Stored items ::
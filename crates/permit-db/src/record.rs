// Copyright (c) 2025 Geoffrey Huntley <ghuntley@ghuntley.com>. All rights reserved.
// SPDX-License-Identifier: Proprietary

//! Stored subscription rows.
//!
//! Writes take a `&mut SqliteConnection` so the caller decides the
//! transaction boundary; updates and deletes are compare-and-swap on
//! `version`.

use permit_crypto::StoredFields;
use sqlx::{SqliteConnection, SqlitePool};

use crate::error::Result;

const SELECT_COLUMNS: &str = "protocol_id, owner_name, plate, payment_method, start_date, \
	end_date, address_enc, mobile_enc, email_enc, payment_amount_enc, signature, version, \
	created_at, updated_at";

/// One row of `subscriptions`, exactly as persisted.
#[derive(Debug, Clone, PartialEq, Eq, sqlx::FromRow)]
pub struct RecordRow {
	pub protocol_id: String,
	pub owner_name: String,
	pub plate: String,
	pub payment_method: String,
	pub start_date: String,
	pub end_date: String,
	pub address_enc: Option<String>,
	pub mobile_enc: Option<String>,
	pub email_enc: Option<String>,
	pub payment_amount_enc: Option<String>,
	pub signature: String,
	pub version: i64,
	pub created_at: String,
	pub updated_at: String,
}

impl RecordRow {
	/// The signed view of this row (everything except the signature itself).
	pub fn stored_fields(&self) -> StoredFields<'_> {
		StoredFields {
			protocol_id: &self.protocol_id,
			owner_name: &self.owner_name,
			plate: &self.plate,
			payment_method: &self.payment_method,
			start_date: &self.start_date,
			end_date: &self.end_date,
			address: self.address_enc.as_deref(),
			mobile: self.mobile_enc.as_deref(),
			email: self.email_enc.as_deref(),
			payment_amount: self.payment_amount_enc.as_deref(),
			created_at: &self.created_at,
			updated_at: &self.updated_at,
			version: self.version,
		}
	}
}

#[derive(Debug, Clone)]
pub struct RecordRepository {
	pool: SqlitePool,
}

impl RecordRepository {
	pub fn new(pool: SqlitePool) -> Self {
		Self { pool }
	}

	pub fn pool(&self) -> &SqlitePool {
		&self.pool
	}

	#[tracing::instrument(skip(self))]
	pub async fn get(&self, protocol_id: &str) -> Result<Option<RecordRow>> {
		let sql = format!("SELECT {SELECT_COLUMNS} FROM subscriptions WHERE protocol_id = ?");
		let row = sqlx::query_as::<_, RecordRow>(&sql)
			.bind(protocol_id)
			.fetch_optional(&self.pool)
			.await?;
		Ok(row)
	}

	#[tracing::instrument(skip(self))]
	pub async fn find_by_plate(&self, plate: &str) -> Result<Option<RecordRow>> {
		let sql = format!("SELECT {SELECT_COLUMNS} FROM subscriptions WHERE plate = ?");
		let row = sqlx::query_as::<_, RecordRow>(&sql)
			.bind(plate)
			.fetch_optional(&self.pool)
			.await?;
		Ok(row)
	}

	/// Every row, ordered by protocol id.
	#[tracing::instrument(skip(self))]
	pub async fn list_all(&self) -> Result<Vec<RecordRow>> {
		let sql = format!("SELECT {SELECT_COLUMNS} FROM subscriptions ORDER BY protocol_id");
		let rows = sqlx::query_as::<_, RecordRow>(&sql)
			.fetch_all(&self.pool)
			.await?;
		Ok(rows)
	}

	pub async fn count(&self) -> Result<i64> {
		let count: i64 = sqlx::query_scalar("SELECT COUNT(*) FROM subscriptions")
			.fetch_one(&self.pool)
			.await?;
		Ok(count)
	}

	pub async fn exists(&self, protocol_id: &str) -> Result<bool> {
		let found: Option<i64> =
			sqlx::query_scalar("SELECT 1 FROM subscriptions WHERE protocol_id = ?")
				.bind(protocol_id)
				.fetch_optional(&self.pool)
				.await?;
		Ok(found.is_some())
	}

	pub async fn insert(conn: &mut SqliteConnection, row: &RecordRow) -> Result<()> {
		sqlx::query(
			r#"
			INSERT INTO subscriptions (
				protocol_id, owner_name, plate, payment_method, start_date, end_date,
				address_enc, mobile_enc, email_enc, payment_amount_enc,
				signature, version, created_at, updated_at
			) VALUES (?, ?, ?, ?, ?, ?, ?, ?, ?, ?, ?, ?, ?, ?)
			"#,
		)
		.bind(&row.protocol_id)
		.bind(&row.owner_name)
		.bind(&row.plate)
		.bind(&row.payment_method)
		.bind(&row.start_date)
		.bind(&row.end_date)
		.bind(&row.address_enc)
		.bind(&row.mobile_enc)
		.bind(&row.email_enc)
		.bind(&row.payment_amount_enc)
		.bind(&row.signature)
		.bind(row.version)
		.bind(&row.created_at)
		.bind(&row.updated_at)
		.execute(conn)
		.await?;
		Ok(())
	}

	/// Replaces the row only if its stored version is still
	/// `expected_version`. Returns whether a row was written.
	pub async fn update_if_version(
		conn: &mut SqliteConnection,
		row: &RecordRow,
		expected_version: i64,
	) -> Result<bool> {
		let result = sqlx::query(
			r#"
			UPDATE subscriptions SET
				owner_name = ?, plate = ?, payment_method = ?, start_date = ?, end_date = ?,
				address_enc = ?, mobile_enc = ?, email_enc = ?, payment_amount_enc = ?,
				signature = ?, version = ?, updated_at = ?
			WHERE protocol_id = ? AND version = ?
			"#,
		)
		.bind(&row.owner_name)
		.bind(&row.plate)
		.bind(&row.payment_method)
		.bind(&row.start_date)
		.bind(&row.end_date)
		.bind(&row.address_enc)
		.bind(&row.mobile_enc)
		.bind(&row.email_enc)
		.bind(&row.payment_amount_enc)
		.bind(&row.signature)
		.bind(row.version)
		.bind(&row.updated_at)
		.bind(&row.protocol_id)
		.bind(expected_version)
		.execute(conn)
		.await?;
		Ok(result.rows_affected() == 1)
	}

	pub async fn delete_if_version(
		conn: &mut SqliteConnection,
		protocol_id: &str,
		expected_version: i64,
	) -> Result<bool> {
		let result = sqlx::query("DELETE FROM subscriptions WHERE protocol_id = ? AND version = ?")
			.bind(protocol_id)
			.bind(expected_version)
			.execute(conn)
			.await?;
		Ok(result.rows_affected() == 1)
	}
}

#[cfg(test)]
mod tests {
	use super::*;
	use crate::testing::{create_test_pool, sample_row};

	#[tokio::test]
	async fn insert_then_get() {
		let pool = create_test_pool().await;
		let repo = RecordRepository::new(pool.clone());
		let row = sample_row("2026-0000000001", "AB123CD");

		let mut conn = pool.acquire().await.unwrap();
		RecordRepository::insert(&mut conn, &row).await.unwrap();
		drop(conn);

		assert_eq!(repo.get("2026-0000000001").await.unwrap(), Some(row.clone()));
		assert_eq!(repo.find_by_plate("AB123CD").await.unwrap(), Some(row));
		assert!(repo.exists("2026-0000000001").await.unwrap());
		assert!(repo.get("2026-0000000002").await.unwrap().is_none());
	}

	#[tokio::test]
	async fn duplicate_plate_is_unique_violation() {
		let pool = create_test_pool().await;
		let mut conn = pool.acquire().await.unwrap();
		RecordRepository::insert(&mut conn, &sample_row("2026-0000000001", "AB123CD"))
			.await
			.unwrap();
		let err = RecordRepository::insert(&mut conn, &sample_row("2026-0000000002", "AB123CD"))
			.await
			.unwrap_err();
		assert!(err.is_unique_violation());
	}

	#[tokio::test]
	async fn stale_version_does_not_update() {
		let pool = create_test_pool().await;
		let repo = RecordRepository::new(pool.clone());
		let row = sample_row("2026-0000000001", "AB123CD");
		let mut conn = pool.acquire().await.unwrap();
		RecordRepository::insert(&mut conn, &row).await.unwrap();

		let mut next = row.clone();
		next.owner_name = "Bianchi".into();
		next.version = 2;
		assert!(RecordRepository::update_if_version(&mut conn, &next, 1)
			.await
			.unwrap());

		let mut stale = row.clone();
		stale.owner_name = "Verdi".into();
		stale.version = 2;
		assert!(!RecordRepository::update_if_version(&mut conn, &stale, 1)
			.await
			.unwrap());
		drop(conn);

		let stored = repo.get("2026-0000000001").await.unwrap().unwrap();
		assert_eq!(stored.owner_name, "Bianchi");
		assert_eq!(stored.version, 2);
	}

	#[tokio::test]
	async fn delete_requires_matching_version() {
		let pool = create_test_pool().await;
		let repo = RecordRepository::new(pool.clone());
		let mut conn = pool.acquire().await.unwrap();
		RecordRepository::insert(&mut conn, &sample_row("2026-0000000001", "AB123CD"))
			.await
			.unwrap();

		assert!(!RecordRepository::delete_if_version(&mut conn, "2026-0000000001", 7)
			.await
			.unwrap());
		assert!(RecordRepository::delete_if_version(&mut conn, "2026-0000000001", 1)
			.await
			.unwrap());
		drop(conn);
		assert_eq!(repo.count().await.unwrap(), 0);
	}

	#[tokio::test]
	async fn list_all_is_ordered_by_protocol_id() {
		let pool = create_test_pool().await;
		let repo = RecordRepository::new(pool.clone());
		let mut conn = pool.acquire().await.unwrap();
		for (id, plate) in [
			("2026-0000000003", "CC333CC"),
			("2025-0000000009", "AA111AA"),
			("2026-0000000001", "BB222BB"),
		] {
			RecordRepository::insert(&mut conn, &sample_row(id, plate))
				.await
				.unwrap();
		}
		drop(conn);

		let ids: Vec<_> = repo
			.list_all()
			.await
			.unwrap()
			.into_iter()
			.map(|r| r.protocol_id)
			.collect();
		assert_eq!(
			ids,
			vec!["2025-0000000009", "2026-0000000001", "2026-0000000003"]
		);
	}

	#[test]
	fn stored_fields_mirror_row() {
		let row = sample_row("2026-0000000001", "AB123CD");
		let fields = row.stored_fields();
		assert_eq!(fields.protocol_id, "2026-0000000001");
		assert_eq!(fields.plate, "AB123CD");
		assert_eq!(fields.address, None);
		assert_eq!(fields.version, 1);
	}
}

Action item :: Take the entries above and copy them exactly from the first line through the line with "use crate::error::Result;"; leave out every line after it.

Solution to the problem ::
filename crates/permit-db/src/record.rs
// Copyright (c) 2025 Geoffrey Huntley <ghuntley@ghuntley.com>. All rights reserved.
// SPDX-License-Identifier: Proprietary

//! Stored subscription rows.
//!
//! Writes take a `&mut SqliteConnection` so the caller decides the
//! transaction boundary; updates and deletes are compare-and-swap on
//! `version`.

use permit_crypto::StoredFields;
use sqlx::{SqliteConnection, SqlitePool};

use crate::error::Result;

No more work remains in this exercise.